The leaf-spine architecture is much flatter than traditional three layers architecture and more leaf and spine switches can be added in the system. In general, the larger the number of leaf switches needed to uplink all of the physical hosts, the wider the spine needs to be to accommodate them. But the number of the leaf and spine switches is not at random or unlimited. There is an oversubscription rate used to determine if the ratio between leaf and spine layers is acceptable. Usually, an oversubscription ratio of no more than 3:1 is considered acceptable. The figure below uses an example to illustrate how to measure the oversubscription ratio of leaf and spine layers.
Apart from oversubscription, there are some principles which can help decide the switch number in a fabric:
-The uplink port count on the leaf switch determines the maximum number of spine switches.
-The downstream port count on the spine switch determines the maximum number of leaf switches.
-The product of downstream port count on the leaf switch multiplying the leaf switch number equals the server number.
In order to explain how to scale on leaf-spine architecture, here I’ll give examples using 40G and 10G switches. Firstly, we should set our goals. That is to say how many 10G servers we want to have in the fabric, and at which oversubscription ratio. Give that we want to build a leaf-spine fabric comprised of 1200 10G servers at 2.5:1 oversubscription, and we also want to seamlessly expand this fabric to over 5000 10G servers as necessary without increasing the latency or oversubscription.

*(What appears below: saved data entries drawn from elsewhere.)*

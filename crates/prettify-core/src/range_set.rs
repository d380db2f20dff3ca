//! Disjoint range set.
//!
//! An ordered collection of pairwise non-overlapping half-open [`Range`]s, kept sorted by start
//! position in a plain vector. Because the ranges are disjoint their ends are sorted as well, so
//! every query is a pair of binary searches followed by a contiguous slice.
//!
//! Touching ranges (`a.end == b.start`) are allowed and never merged.

use crate::delta::EditDelta;
use crate::position::{FindOptions, OverlapOptions, Position, Range};
use thiserror::Error;
use tracing::error;

/// An insertion would have overlapped a stored range.
#[derive(Debug, Clone, Copy, PartialEq, Eq, Error)]
#[error("range {inserted} overlaps stored range {existing}")]
pub struct OverlapError {
    /// The range that was being inserted.
    pub inserted: Range,
    /// The stored range it collides with.
    pub existing: Range,
}

/// Ordered set of disjoint ranges.
///
/// Query complexity: O(log n + k). Insertion: O(n) worst case (vector insert), O(log n) search.
/// Shifting: O(k) where k is the number of ranges behind the edit whose coordinates change.
#[derive(Debug, Clone, Default, PartialEq, Eq)]
pub struct DisjointRangeSet {
    /// Ranges sorted by `start`; ends are sorted too since no two ranges overlap.
    ranges: Vec<Range>,
}

impl DisjointRangeSet {
    /// Create an empty set.
    pub fn new() -> Self {
        Self { ranges: Vec::new() }
    }

    /// Number of stored ranges.
    pub fn len(&self) -> usize {
        self.ranges.len()
    }

    /// Check if empty.
    pub fn is_empty(&self) -> bool {
        self.ranges.is_empty()
    }

    /// All ranges in ascending order.
    pub fn ranges(&self) -> &[Range] {
        &self.ranges
    }

    /// Iterate ranges in ascending order.
    pub fn iter(&self) -> std::slice::Iter<'_, Range> {
        self.ranges.iter()
    }

    /// End of the last range, if any.
    pub fn end(&self) -> Option<Position> {
        self.ranges.last().map(|r| r.end)
    }

    /// Remove everything.
    pub fn clear(&mut self) {
        self.ranges.clear();
    }

    /// Check whether exactly `range` is stored.
    pub fn contains_range(&self, range: &Range) -> bool {
        self.ranges
            .binary_search_by(|r| r.start.cmp(&range.start))
            .is_ok_and(|idx| self.ranges[idx] == *range)
    }

    /// Insert a range, failing if it overlaps a stored range.
    pub fn try_insert(&mut self, range: Range) -> Result<(), OverlapError> {
        let idx = self.ranges.partition_point(|r| r.start < range.start);

        // Ends are sorted, so only the direct neighbours can collide.
        if let Some(prev) = idx.checked_sub(1).map(|i| self.ranges[i])
            && prev.end > range.start
        {
            return Err(OverlapError {
                inserted: range,
                existing: prev,
            });
        }
        if let Some(&next) = self.ranges.get(idx)
            && next.start < range.end
        {
            return Err(OverlapError {
                inserted: range,
                existing: next,
            });
        }

        self.ranges.insert(idx, range);
        Ok(())
    }

    /// Insert a range that must not overlap any stored range.
    ///
    /// Callers remove overlap first. A violation is a bug: it panics in debug builds; release
    /// builds log it and drop the stored ranges in the way so the set stays disjoint.
    pub fn insert(&mut self, range: Range) {
        let result = self.try_insert(range);
        debug_assert!(result.is_ok(), "inconsistent range index: {result:?}");
        if let Err(err) = result {
            error!(%err, "inconsistent range index, dropping overlapped ranges");
            let dropped = self.remove_overlapping(range, OverlapOptions::default());
            debug_assert!(!dropped.is_empty());
            let idx = self.ranges.partition_point(|r| r.start < range.start);
            self.ranges.insert(idx, range);
        }
    }

    /// Insert every range of `other`. Same precondition as [`insert`](Self::insert).
    ///
    /// When all of `other` falls into a single gap of `self` (the common case for one rescanned
    /// window) the ranges are spliced in with one vector operation.
    pub fn insert_ranges(&mut self, other: &DisjointRangeSet) {
        let (Some(first), Some(last)) = (other.ranges.first(), other.ranges.last()) else {
            return;
        };

        let idx = self.ranges.partition_point(|r| r.start < first.start);
        let fits_before = idx == 0 || self.ranges[idx - 1].end <= first.start;
        let fits_after = self
            .ranges
            .get(idx)
            .is_none_or(|next| next.start >= last.end);

        if fits_before && fits_after {
            self.ranges.splice(idx..idx, other.ranges.iter().copied());
        } else {
            for range in &other.ranges {
                self.insert(*range);
            }
        }
    }

    /// Index bounds `lo..hi` of the stored ranges overlapping `query`.
    fn overlap_bounds(&self, query: Range, options: OverlapOptions) -> (usize, usize) {
        let lo = if options.include_touching_start {
            self.ranges.partition_point(|r| r.end < query.start)
        } else {
            self.ranges.partition_point(|r| r.end <= query.start)
        };
        let hi = if options.include_touching_end {
            self.ranges.partition_point(|r| r.start <= query.end)
        } else {
            self.ranges.partition_point(|r| r.start < query.end)
        };
        (lo, hi.max(lo))
    }

    /// Remove and return every stored range overlapping `query` (see [`Range::overlaps`]).
    pub fn remove_overlapping(&mut self, query: Range, options: OverlapOptions) -> Vec<Range> {
        let (lo, hi) = self.overlap_bounds(query, options);
        self.ranges.drain(lo..hi).collect()
    }

    /// All stored ranges whose interiors intersect `query`.
    pub fn overlap(&self, query: Range) -> &[Range] {
        let (lo, hi) = self.overlap_bounds(query, OverlapOptions::default());
        &self.ranges[lo..hi]
    }

    /// The stored range containing `position`, honoring the boundary flags.
    ///
    /// If `position` is both the end of one range and the start of the next, the range starting
    /// there wins (unless `exclude_start` rules it out).
    pub fn find(&self, position: Position, options: FindOptions) -> Option<Range> {
        let idx = self.ranges.partition_point(|r| r.start <= position);
        // Only the last two candidates can contain `position`: the one starting at or before it,
        // and (with `include_end`) its predecessor ending exactly there.
        self.ranges[idx.saturating_sub(2)..idx]
            .iter()
            .rev()
            .find(|r| r.contains(position, options))
            .copied()
    }

    /// The closest stored range whose end is at or before `position`.
    pub fn find_preceding(&self, position: Position) -> Option<Range> {
        let idx = self.ranges.partition_point(|r| r.end <= position);
        idx.checked_sub(1).map(|i| self.ranges[i])
    }

    /// Ascending iterator over stored ranges with `start >= position`.
    ///
    /// The iterator is `Clone`, so a consumer can restart from any point it has reached.
    pub fn ranges_starting_at(&self, position: Position) -> std::slice::Iter<'_, Range> {
        let idx = self.ranges.partition_point(|r| r.start < position);
        self.ranges[idx..].iter()
    }

    /// Move every range behind the edit into post-edit coordinates.
    ///
    /// Ranges overlapping the replaced span must already have been removed with
    /// [`remove_overlapping`](Self::remove_overlapping). Returns how many ranges moved.
    pub fn shift_range_delta(&mut self, delta: &EditDelta) -> usize {
        let old = delta.old_range();
        let first = self.ranges.partition_point(|r| r.start < old.end);

        let mut keep = first;
        while keep > 0 && self.ranges[keep - 1].end > old.start {
            keep -= 1;
        }
        debug_assert_eq!(keep, first, "shifting ranges that overlap the edit {old}");
        if keep < first {
            error!(
                edit = %old,
                count = first - keep,
                "inconsistent range index, dropping ranges inside the edit"
            );
            self.ranges.drain(keep..first);
        }

        let new_end = delta.new_range().end;
        if new_end == old.end {
            return 0;
        }

        let same_lines = delta.line_delta() == 0;
        let mut moved = 0;
        for range in &mut self.ranges[keep..] {
            if same_lines && range.start.line > old.end.line {
                break;
            }
            range.start = delta.translate_after(range.start);
            range.end = delta.translate_after(range.end);
            moved += 1;
        }
        moved
    }
}

impl<'a> IntoIterator for &'a DisjointRangeSet {
    type Item = &'a Range;
    type IntoIter = std::slice::Iter<'a, Range>;

    fn into_iter(self) -> Self::IntoIter {
        self.ranges.iter()
    }
}

impl FromIterator<Range> for DisjointRangeSet {
    fn from_iter<I: IntoIterator<Item = Range>>(iter: I) -> Self {
        let mut set = Self::new();
        for range in iter {
            set.insert(range);
        }
        set
    }
}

To achieve these goals, I will use FS S9000-32Q ICOS (32*40GbE) as spine switch and FS S9000-48S6Q ICOS (48*10GbE+6*40GbE) as leaf switch in my examples. Both of them are open networking switches compatible with software defined networking via OpenFlow 1.3.11.
In order to build a fabric with 1200 10G servers, we can use 40G QSFP interfaces between the leaf and spine switches. There are 32 40G ports on the spine switch and each leaf switch has 4 ports of 40G connected to the spine. According to the principles of building a leaf-spine fabric, the largest 10G server count I can have is 1280 at 2.5:1 oversubscription.
In order to expand this fabric to over 5000 10G servers, we can use optical breakout cables to get 4x10G interfaces on the S9000-32Q spine switches and S9000-48S6Q leaf switches. Then I will have 128 ports of 10G on each spine switch and each of my leaf switches is connected to the spine with 16 ports of 10G. The maximum 10G server count I can have is 5120 at oversubscription of 2.5:1.
This post intends to act as a guide for the basic knowledge about leaf-spine architecture, and explains the use cases of building leaf-spine fabric with 40G and 10G open networking switches. The introduction to leaf-spine topology may not be comprehensive, but it can be helpful for beginners in understanding the structure and principles of leaf-spine fabric quickly.